A mediados de septiembre, cuando Aviraneta leyó en los periódicos la llegada de don Carlos a Bourges y su instalación con su séquito, decidió ir a aquella ciudad a pasar uno o dos días, sin participárselo a nadie. Quería ver con sus propios ojos qué pasaba allá, la actitud de la familia del pretendiente en la proscripción.

Aviraneta tenía su pasaporte en regla a nombre de Dominique Etchegaray.

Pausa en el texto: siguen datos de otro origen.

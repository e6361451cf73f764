//! Prometheus metrics HTTP endpoint
//!
//! Exposes pipeline metrics in Prometheus text format at /metrics and a
//! liveness probe at /health. Uses hyper for the HTTP server.

use crate::infra::metrics::{Metrics, MetricsCounters, METRICS_BUCKET_BOUNDS, METRICS_NUM_BUCKETS};
use bytes::Bytes;
use http_body_util::Full;
use hyper::server::conn::http1;
use hyper::service::service_fn;
use hyper::{Method, Request, Response, StatusCode};
use hyper_util::rt::TokioIo;
use std::convert::Infallible;
use std::fmt::Write;
use std::net::SocketAddr;
use std::sync::Arc;
use tokio::net::TcpListener;
use tokio::sync::watch;
use tracing::{error, info};

/// Prometheus metric type
enum MetricType {
    Counter,
    Gauge,
}

impl MetricType {
    fn as_str(&self) -> &'static str {
        match self {
            MetricType::Counter => "counter",
            MetricType::Gauge => "gauge",
        }
    }
}

/// Write a simple metric (counter or gauge) with camera label
fn write_metric(
    output: &mut String,
    name: &str,
    help: &str,
    typ: MetricType,
    camera: &str,
    val: u64,
) {
    let _ = writeln!(output, "# HELP {name} {help}");
    let _ = writeln!(output, "# TYPE {name} {}", typ.as_str());
    let _ = writeln!(output, "{name}{{camera=\"{camera}\"}} {val}");
}

/// Write a histogram metric with buckets, sum, and count
fn write_histogram(
    output: &mut String,
    name: &str,
    help: &str,
    camera: &str,
    buckets: &[u64; METRICS_NUM_BUCKETS],
    sum: u64,
) {
    let _ = writeln!(output, "# HELP {name} {help}");
    let _ = writeln!(output, "# TYPE {name} histogram");

    let mut cumulative = 0u64;
    for (i, &bound) in METRICS_BUCKET_BOUNDS.iter().enumerate() {
        cumulative += buckets[i];
        let _ = writeln!(output, "{name}_bucket{{camera=\"{camera}\",le=\"{bound}\"}} {cumulative}");
    }
    cumulative += buckets[METRICS_NUM_BUCKETS - 1];
    let _ = writeln!(output, "{name}_bucket{{camera=\"{camera}\",le=\"+Inf\"}} {cumulative}");
    let _ = writeln!(output, "{name}_sum{{camera=\"{camera}\"}} {sum}");
    let _ = writeln!(output, "{name}_count{{camera=\"{camera}\"}} {cumulative}");
}

/// Format metrics in Prometheus text exposition format
fn format_prometheus_metrics(metrics: &Metrics, camera_id: &str) -> String {
    let counters = metrics.counters();
    let mut output = String::with_capacity(4096);

    write_frame_metrics(&mut output, camera_id, &counters);
    write_read_metrics(&mut output, camera_id, &counters);
    write_event_metrics(&mut output, camera_id, &counters);
    write_gate_metrics(&mut output, camera_id, &counters);

    output
}

fn write_frame_metrics(output: &mut String, camera: &str, c: &MetricsCounters) {
    write_metric(output, "anpr_frames_total", "Frames read from the source", MetricType::Counter, camera, c.frames_total);
    write_metric(
        output,
        "anpr_frames_processed_total",
        "Frames that ran the full pipeline",
        MetricType::Counter,
        camera,
        c.frames_processed,
    );
    write_histogram(
        output,
        "anpr_frame_latency_us",
        "Frame processing latency in microseconds",
        camera,
        &c.latency_buckets,
        c.latency_sum_us,
    );
}

fn write_read_metrics(output: &mut String, camera: &str, c: &MetricsCounters) {
    write_metric(output, "anpr_regions_total", "Detected plate regions", MetricType::Counter, camera, c.regions_total);
    write_metric(
        output,
        "anpr_empty_regions_total",
        "Regions skipped as degenerate crops",
        MetricType::Counter,
        camera,
        c.empty_regions_total,
    );
    write_metric(output, "anpr_unread_total", "Readings that resolved to no plate", MetricType::Counter, camera, c.unread_total);
    write_metric(
        output,
        "anpr_fallback_attempts_total",
        "Whole-ROI OCR passes",
        MetricType::Counter,
        camera,
        c.fallback_attempts,
    );
    write_metric(
        output,
        "anpr_fallback_matches_total",
        "Whole-ROI OCR passes that resolved a plate",
        MetricType::Counter,
        camera,
        c.fallback_matches,
    );
    write_metric(
        output,
        "anpr_collaborator_errors_total",
        "Detector, recognizer, store or sink failures",
        MetricType::Counter,
        camera,
        c.collaborator_errors,
    );
}

fn write_event_metrics(output: &mut String, camera: &str, c: &MetricsCounters) {
    let _ = writeln!(output, "# HELP anpr_events_total Emitted detection events by decision");
    let _ = writeln!(output, "# TYPE anpr_events_total counter");
    let _ = writeln!(output, "anpr_events_total{{camera=\"{camera}\",decision=\"allowed\"}} {}", c.events_allowed);
    let _ = writeln!(output, "anpr_events_total{{camera=\"{camera}\",decision=\"blocked\"}} {}", c.events_blocked);

    write_metric(
        output,
        "anpr_cooldown_suppressed_total",
        "Plates suppressed by cooldown",
        MetricType::Counter,
        camera,
        c.cooldown_total,
    );
    write_metric(
        output,
        "anpr_cooldown_entries",
        "Plates currently tracked for cooldown",
        MetricType::Gauge,
        camera,
        c.cooldown_entries,
    );
}

fn write_gate_metrics(output: &mut String, camera: &str, c: &MetricsCounters) {
    write_metric(
        output,
        "anpr_gate_commands_total",
        "Total gate commands sent",
        MetricType::Counter,
        camera,
        c.gate_commands_sent,
    );
    write_metric(
        output,
        "anpr_gate_cmds_dropped_total",
        "Gate commands dropped due to channel full",
        MetricType::Counter,
        camera,
        c.gate_cmds_dropped,
    );
}

fn text_response(status: StatusCode, body: String) -> Response<Full<Bytes>> {
    let mut response = Response::new(Full::new(Bytes::from(body)));
    *response.status_mut() = status;
    response
}

/// Handle HTTP requests
async fn handle_request(
    req: Request<hyper::body::Incoming>,
    metrics: Arc<Metrics>,
    camera_id: Arc<String>,
) -> Result<Response<Full<Bytes>>, Infallible> {
    match (req.method(), req.uri().path()) {
        (&Method::GET, "/metrics") => {
            let mut response =
                text_response(StatusCode::OK, format_prometheus_metrics(&metrics, &camera_id));
            response.headers_mut().insert(
                hyper::header::CONTENT_TYPE,
                hyper::header::HeaderValue::from_static("text/plain; version=0.0.4; charset=utf-8"),
            );
            Ok(response)
        }
        (&Method::GET, "/health") => Ok(text_response(StatusCode::OK, "ok".to_string())),
        _ => Ok(text_response(StatusCode::NOT_FOUND, "Not Found".to_string())),
    }
}

/// Start the Prometheus metrics HTTP server
pub async fn start_metrics_server(
    port: u16,
    metrics: Arc<Metrics>,
    camera_id: String,
    mut shutdown: watch::Receiver<bool>,
) -> anyhow::Result<()> {
    let addr = SocketAddr::from(([0, 0, 0, 0], port));
    let listener = TcpListener::bind(addr).await?;
    let camera_id = Arc::new(camera_id);

    info!(port = %port, camera_id = %camera_id, "prometheus_metrics_server_started");

    loop {
        tokio::select! {
            result = listener.accept() => {
                match result {
                    Ok((stream, _addr)) => {
                        let io = TokioIo::new(stream);
                        let metrics = metrics.clone();
                        let camera_id = camera_id.clone();

                        tokio::spawn(async move {
                            let service = service_fn(move |req| {
                                let metrics = metrics.clone();
                                let camera_id = camera_id.clone();
                                async move { handle_request(req, metrics, camera_id).await }
                            });

                            if let Err(e) = http1::Builder::new()
                                .serve_connection(io, service)
                                .await
                            {
                                error!(error = %e, "prometheus_http_error");
                            }
                        });
                    }
                    Err(e) => {
                        error!(error = %e, "prometheus_accept_error");
                    }
                }
            }
            _ = shutdown.changed() => {
                if *shutdown.borrow() {
                    info!("prometheus_metrics_server_shutdown");
                    return Ok(());
                }
            }
        }
    }
}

Don Eugenio tomó la diligencia en Bayona dispuesto a ir de golpe y sin pararse hasta Bourges.

Desayunó en el hotel de Francia, de Bayona; comió en la Cruz de Oro, de Dax; cenó en el hotel de las Diligencias, de Mont de Marsan; pasó por Bazas, con su catedral y sus antiguos hoteles; tomó un refresco en la fonda de los Siete Hermanos Masones, de Burdeos; almorzó en Livourne, con su río ancho y claro, en el hotel de los Príncipes, y descansó un momento, comiendo o sin comer, en el Dragón Volante, de Perigueux; en el Águila de Plata de Limoges; en el hotel del Delfín de Chateauroux y en el del Castillo de Issoudun.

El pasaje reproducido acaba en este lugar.